LEGE MIR VERBÄNDE AN!

und ein andermal sprach sie den mann an: "sie sind aber dick geworden! ich kann beim abwaschen immer auf die straße schauen!", stoppte und sprach weiter: "und sie ja nicht, weil sie ja weiter oben wohnen! na ja, herr landt, sie sind aber dick geworden!!"
irgendwie hatte der mann das gefühl, dass die fette nachbarin spinnt, und antwortete: "sicher, das kommt vom zuvielen alkohol und vom zuwenigen ficken!" "puhhh!!" machte die frau und ließ den mann allein zurück.

der mann pulte sich eine dose bier auf, trank einen schluck und begann mit seiner onanie, spritzte irgendwohin ab und betrachtete seinen aufgequollenen bauch, wußte, ein kuss wirkt auf das herz wie 100 meter joggen, wußte, dass 29 muskeln beim küssen beansprucht werden, und besonders der muskel orbicularis oris, der den mund in "O"-stellung hält, doch wo sollte er sich küssen?
selbst an seine biertitten kam er nicht richtig ran.
zwar setzt die nebenniere beim küssen adrenalin frei, die bauchspeicheldrüse insulin, das immunsystem jagt abwehrzellen ins blut, die schadstoffe eliminieren, und ein kuss bringt das herz auf bis zu 150 schläge pro minute.............der mann spürte sein herz rasen, doch er wollte sein wissen nicht wissen und mochte sich alleine nicht schmecken, versuchte erneut zu onanieren, dachte an die fette nachbarin, wie sie sich verbände anlegte, sich pflasterstreifen auf ihre schlappen brustwarzen der kalkigen brüste klebte, sie ihren nackten schwabbelbauch beim waschen ihrer riesenschlüpfer über den badewannenrand hängte.....
es nützte nichts.
der mann steckte sich eine zigarette an, verspürte keine lust mehr auf sein angetrunkenes bier, dachte an die vielen zurückgelassenen nägel in seinen wänden, spürte sich als eine fleischliche kiste, spürte sich hocken in einer fleischlichen kiste, doch fühlte er keinen sinn, um aus dem stand heraus ein material zu produzieren, das ihm das fleischliche hocken abhämmerte.
der mann schaute nochmals auf sich runter. ihm war nicht, als sollte er sich küssen. "vielleicht macht auch ein sich reindrängender irrsinn dick?" unterstützte er seine gedanken.

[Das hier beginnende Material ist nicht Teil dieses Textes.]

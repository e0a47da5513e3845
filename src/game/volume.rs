//! Volume and mute state for scare playback

/// Level restored on unmute when no usable level was remembered
const FALLBACK_LEVEL: f32 = 0.7;

#[derive(Clone, Copy, Debug, PartialEq)]
pub struct Volume {
    level: f32,
    muted: bool,
    /// Last non-zero level, restored on unmute
    last_level: f32,
}

impl Volume {
    pub fn new(level: f32) -> Self {
        let mut volume = Volume {
            level: 1.0,
            muted: false,
            last_level: 1.0,
        };
        volume.set_level(level);
        volume
    }

    /// Flip mute. Unmuting restores the remembered level (or 0.7 when there is none).
    pub fn toggle_mute(&mut self) {
        if self.muted {
            self.muted = false;
            self.level = if self.last_level > 0.0 {
                self.last_level
            } else {
                FALLBACK_LEVEL
            };
            self.last_level = self.level;
        } else {
            self.last_level = self.level;
            self.muted = true;
        }
    }

    /// Set the level, clamped to 0.0-1.0. Zero mutes; anything else unmutes.
    pub fn set_level(&mut self, level: f32) {
        let level = level.clamp(0.0, 1.0);
        self.level = level;
        if level == 0.0 {
            self.muted = true;
        } else {
            self.muted = false;
            self.last_level = level;
        }
    }

    pub fn step(&mut self, delta: f32) {
        let base = if self.muted { 0.0 } else { self.level };
        self.set_level(base + delta);
    }

    /// Level actually handed to the player
    pub fn effective(&self) -> f32 {
        if self.muted {
            0.0
        } else {
            self.level
        }
    }

    pub fn is_muted(&self) -> bool {
        self.muted
    }

    /// Effective level as a whole percentage
    pub fn percent(&self) -> u32 {
        (self.effective() * 100.0).round() as u32
    }
}

impl Default for Volume {
    fn default() -> Self {
        Self::new(1.0)
    }
}

#[cfg(test)]
mod tests {
    use super::*;

    #[test]
    fn test_mute_restores_previous_level() {
        let mut volume = Volume::new(0.4);
        volume.toggle_mute();
        assert!(volume.is_muted());
        assert_eq!(volume.effective(), 0.0);

        volume.toggle_mute();
        assert!(!volume.is_muted());
        assert_eq!(volume.effective(), 0.4);
    }

    #[test]
    fn test_zero_level_mutes_and_unmute_falls_back() {
        let mut volume = Volume::new(0.0);
        assert!(volume.is_muted());
        volume.toggle_mute();
        assert_eq!(volume.effective(), 1.0);

        let mut volume = Volume {
            level: 0.0,
            muted: true,
            last_level: 0.0,
        };
        volume.toggle_mute();
        assert_eq!(volume.effective(), FALLBACK_LEVEL);
    }

    #[test]
    fn test_step_clamps_and_unmutes() {
        let mut volume = Volume::new(0.9);
        volume.step(0.5);
        assert_eq!(volume.percent(), 100);

        volume.toggle_mute();
        volume.step(0.1);
        assert!(!volume.is_muted());
        assert_eq!(volume.percent(), 10);

        volume.step(-0.5);
        assert!(volume.is_muted());
        assert_eq!(volume.percent(), 0);
    }
}
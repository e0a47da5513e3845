//! Knock classification
//!
//! Each tap is either part of the quick burst or arrives after a deliberate
//! pause. The secret is "3 quick knocks, pause, 2 knocks".

/// Gap (milliseconds) that must be strictly exceeded for a tap to count as paused
pub const PAUSE_THRESHOLD_MS: u64 = 600;

/// Number of taps in one attempt
pub const PATTERN_LEN: usize = 5;

/// Number of leading taps that always count as quick, however slow they are
pub const QUICK_BURST_LEN: usize = 3;

/// Kind of a single recorded tap
#[derive(Clone, Copy, Debug, PartialEq, Eq)]
pub enum KnockKind {
    /// Part of the rapid burst
    Quick,
    /// Arrived after a gap longer than the pause threshold
    Paused,
}

/// The sequence an attempt must reproduce
pub const SECRET_PATTERN: [KnockKind; PATTERN_LEN] = [
    KnockKind::Quick,
    KnockKind::Quick,
    KnockKind::Quick,
    KnockKind::Paused,
    KnockKind::Paused,
];

impl KnockKind {
    /// Classify the tap at `index` (0-based) given the gap since the previous tap.
    ///
    /// The first three taps are always `Quick`; only the last two are timing-gated.
    pub fn classify(index: usize, since_previous_ms: u64) -> Self {
        if index < QUICK_BURST_LEN || since_previous_ms <= PAUSE_THRESHOLD_MS {
            KnockKind::Quick
        } else {
            KnockKind::Paused
        }
    }

    pub fn as_str(&self) -> &'static str {
        match self {
            KnockKind::Quick => "quick",
            KnockKind::Paused => "paused",
        }
    }
}

/// Element-wise, order-sensitive comparison against the secret
pub fn matches_secret(sequence: &[KnockKind]) -> bool {
    sequence == SECRET_PATTERN
}

#[cfg(test)]
mod tests {
    use super::*;

    #[test]
    fn test_burst_is_always_quick() {
        for index in 0..QUICK_BURST_LEN {
            assert_eq!(KnockKind::classify(index, 0), KnockKind::Quick);
            assert_eq!(KnockKind::classify(index, 5_000), KnockKind::Quick);
        }
    }

    #[test]
    fn test_pause_threshold_is_strict() {
        assert_eq!(KnockKind::classify(3, 600), KnockKind::Quick);
        assert_eq!(KnockKind::classify(3, 601), KnockKind::Paused);
        assert_eq!(KnockKind::classify(4, 599), KnockKind::Quick);
        assert_eq!(KnockKind::classify(4, 700), KnockKind::Paused);
    }

    #[test]
    fn test_matches_secret() {
        assert!(matches_secret(&SECRET_PATTERN));
        assert!(!matches_secret(&[KnockKind::Quick; PATTERN_LEN]));
        assert!(!matches_secret(&SECRET_PATTERN[..4]));
    }
}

die nachbarin legte ihre verbände an, pulverte etwas später ihre großen schlüpfer in der badewanne ein. sie war nackt und ihr bauch hing beim bücken über den wannenrand.
"das kann gar nicht sein, dass der kerl nicht fickt! puh, bin ich froh, dass ich dem keine spermaspuren aus den unterhosen waschen muss!"
sie zog ihren bauch zurück über die wanne, ging in die wohnstube, kontrollierte die verbände an ihren beinen, schaltete eine der vielen nachmittags-talk-shows an. die talk-show lief unter dem titel:
"HILFE; MEIN MANN HAT MICH SEIT 20 JAHREN NICHT MEHR GEKÜSST!"
die frau rückte sich auf ihrem sofa zurecht, sah plötzlich das vergessene, an die wohnungstür zu hängende pappschild auf dem couchtisch an, stand widerwillig auf, griff sich das stück pappe und eilte zur tür.